Exercise:
Output every line of the data exactly as it appears.
Top of Records for this task
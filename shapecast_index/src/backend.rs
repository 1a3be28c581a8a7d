// Copyright 2025 the Understory Authors
// SPDX-License-Identifier: Apache-2.0 OR MIT

//! Query surface shared by the static partition tree and the dynamic grid.

use core::ops::ControlFlow;

use kurbo::{Point, Rect};
use shapecast_geom::Ray;

use crate::result::RayHit;
use crate::shape::ShapeId;

/// A spatial partition over shape handles and their cached bounds.
///
/// Partitions only know bounds. Exact geometry tests are supplied by the
/// caller as closures so that partitions never touch the shape arena.
pub trait Backend {
    /// Number of shapes held.
    fn len(&self) -> usize;

    /// Whether no shapes are held.
    fn is_empty(&self) -> bool {
        self.len() == 0
    }

    /// Bounds enclosing every shape held, if any.
    fn bounds(&self) -> Option<Rect>;

    /// Call `f` once for each shape whose bounds touch `rect` (edges inclusive).
    ///
    /// Stops as soon as `f` breaks, and returns that break.
    fn visit_rect<F>(&self, rect: Rect, f: F) -> ControlFlow<()>
    where
        F: FnMut(ShapeId) -> ControlFlow<()>;

    /// Call `f` once for each shape whose bounds contain `point` (edges inclusive).
    fn visit_point<F>(&self, point: Point, f: F) -> ControlFlow<()>
    where
        F: FnMut(ShapeId) -> ControlFlow<()>;

    /// Nearest hit along `ray` no farther than `max_distance`.
    ///
    /// `hit_test` returns where the ray meets a candidate, or `None` to skip it.
    fn ray_cast<F>(&self, ray: &Ray, max_distance: f64, hit_test: F) -> Option<RayHit>
    where
        F: FnMut(ShapeId) -> Option<Point>;
}

/// Keep the nearer of `best` and a new hit on `shape` at `point`.
pub(crate) fn keep_nearest(
    best: &mut Option<RayHit>,
    ray: &Ray,
    shape: ShapeId,
    point: Point,
    max_distance: f64,
) {
    let parameter = ray.parameter_of(point);
    if parameter > max_distance {
        return;
    }
    if best.is_none_or(|b| parameter < b.parameter) {
        *best = Some(RayHit {
            shape,
            point,
            parameter,
        });
    }
}
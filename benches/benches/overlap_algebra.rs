// Copyright 2025 the Understory Authors
// SPDX-License-Identifier: Apache-2.0 OR MIT

use criterion::{Criterion, black_box, criterion_group, criterion_main};
use kurbo::{Circle, Point, Rect};
use shapecast_geom::{Geometry, Polygon, Ray, RayIntersect, overlap};

fn hexagon(cx: f64, cy: f64, r: f64) -> Polygon {
    let pts = (0..6).map(|i| {
        let a = f64::from(i) * core::f64::consts::FRAC_PI_3;
        Point::new(cx + r * a.cos(), cy + r * a.sin())
    });
    Polygon::new(pts).unwrap()
}

fn bench_overlap_pairs(c: &mut Criterion) {
    let mut group = c.benchmark_group("overlap");
    let shapes = [
        Geometry::from(Rect::new(0.0, 0.0, 2.0, 2.0)),
        Geometry::from(Circle::new((1.5, 1.5), 1.0)),
        Geometry::from(hexagon(2.0, 1.0, 1.2)),
    ];
    for a in &shapes {
        for b in &shapes {
            let name = format!("{}_{}", kind(a), kind(b));
            group.bench_function(name, |bench| bench.iter(|| black_box(overlap(a, b))));
        }
    }
    group.finish();
}

fn bench_ray_hits(c: &mut Criterion) {
    let mut group = c.benchmark_group("ray_hit");
    let ray = Ray::new((-5.0, 0.3), (1.0, 0.1));
    let shapes = [
        Geometry::from(Rect::new(0.0, 0.0, 2.0, 2.0)),
        Geometry::from(Circle::new((1.0, 1.0), 1.0)),
        Geometry::from(hexagon(1.0, 1.0, 1.2)),
    ];
    for s in &shapes {
        group.bench_function(kind(s), |b| b.iter(|| black_box(s.ray_intersection(&ray))));
    }
    group.finish();
}

fn kind(g: &Geometry) -> &'static str {
    match g {
        Geometry::Circle(_) => "circle",
        Geometry::Rect(_) => "rect",
        Geometry::Polygon(_) => "polygon",
    }
}

criterion_group!(benches, bench_overlap_pairs, bench_ray_hits);
criterion_main!(benches);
Bottom of Records for this task
Task response:
filename shapecast_index/src/backend.rs
repository 1a3be28c581a8a7d
// Copyright 2025 the Understory Authors
// SPDX-License-Identifier: Apache-2.0 OR MIT

//! Query surface shared by the static partition tree and the dynamic grid.

use core::ops::ControlFlow;

use kurbo::{Point, Rect};
use shapecast_geom::Ray;

use crate::result::RayHit;
use crate::shape::ShapeId;

/// A spatial partition over shape handles and their cached bounds.
///
/// Partitions only know bounds. Exact geometry tests are supplied by the
/// caller as closures so that partitions never touch the shape arena.
pub trait Backend {
    /// Number of shapes held.
    fn len(&self) -> usize;

    /// Whether no shapes are held.
    fn is_empty(&self) -> bool {
        self.len() == 0
    }

    /// Bounds enclosing every shape held, if any.
    fn bounds(&self) -> Option<Rect>;

    /// Call `f` once for each shape whose bounds touch `rect` (edges inclusive).
    ///
    /// Stops as soon as `f` breaks, and returns that break.
    fn visit_rect<F>(&self, rect: Rect, f: F) -> ControlFlow<()>
    where
        F: FnMut(ShapeId) -> ControlFlow<()>;

    /// Call `f` once for each shape whose bounds contain `point` (edges inclusive).
    fn visit_point<F>(&self, point: Point, f: F) -> ControlFlow<()>
    where
        F: FnMut(ShapeId) -> ControlFlow<()>;

    /// Nearest hit along `ray` no farther than `max_distance`.
    ///
    /// `hit_test` returns where the ray meets a candidate, or `None` to skip it.
    fn ray_cast<F>(&self, ray: &Ray, max_distance: f64, hit_test: F) -> Option<RayHit>
    where
        F: FnMut(ShapeId) -> Option<Point>;
}

/// Keep the nearer of `best` and a new hit on `shape` at `point`.
pub(crate) fn keep_nearest(
    best: &mut Option<RayHit>,
    ray: &Ray,
    shape: ShapeId,
    point: Point,
    max_distance: f64,
) {
    let parameter = ray.parameter_of(point);
    if parameter > max_distance {
        return;
    }
    if best.is_none_or(|b| parameter < b.parameter) {
        *best = Some(RayHit {
            shape,
            point,
            parameter,
        });
    }
}
filename benches/benches/overlap_algebra.rs
// Copyright 2025 the Understory Authors
// SPDX-License-Identifier: Apache-2.0 OR MIT

use criterion::{Criterion, black_box, criterion_group, criterion_main};
use kurbo::{Circle, Point, Rect};
use shapecast_geom::{Geometry, Polygon, Ray, RayIntersect, overlap};

fn hexagon(cx: f64, cy: f64, r: f64) -> Polygon {
    let pts = (0..6).map(|i| {
        let a = f64::from(i) * core::f64::consts::FRAC_PI_3;
        Point::new(cx + r * a.cos(), cy + r * a.sin())
    });
    Polygon::new(pts).unwrap()
}

fn bench_overlap_pairs(c: &mut Criterion) {
    let mut group = c.benchmark_group("overlap");
    let shapes = [
        Geometry::from(Rect::new(0.0, 0.0, 2.0, 2.0)),
        Geometry::from(Circle::new((1.5, 1.5), 1.0)),
        Geometry::from(hexagon(2.0, 1.0, 1.2)),
    ];
    for a in &shapes {
        for b in &shapes {
            let name = format!("{}_{}", kind(a), kind(b));
            group.bench_function(name, |bench| bench.iter(|| black_box(overlap(a, b))));
        }
    }
    group.finish();
}

fn bench_ray_hits(c: &mut Criterion) {
    let mut group = c.benchmark_group("ray_hit");
    let ray = Ray::new((-5.0, 0.3), (1.0, 0.1));
    let shapes = [
        Geometry::from(Rect::new(0.0, 0.0, 2.0, 2.0)),
        Geometry::from(Circle::new((1.0, 1.0), 1.0)),
        Geometry::from(hexagon(1.0, 1.0, 1.2)),
    ];
    for s in &shapes {
        group.bench_function(kind(s), |b| b.iter(|| black_box(s.ray_intersection(&ray))));
    }
    group.finish();
}

fn kind(g: &Geometry) -> &'static str {
    match g {
        Geometry::Circle(_) => "circle",
        Geometry::Rect(_) => "rect",
        Geometry::Polygon(_) => "polygon",
    }
}

criterion_group!(benches, bench_overlap_pairs, bench_ray_hits);
criterion_main!(benches);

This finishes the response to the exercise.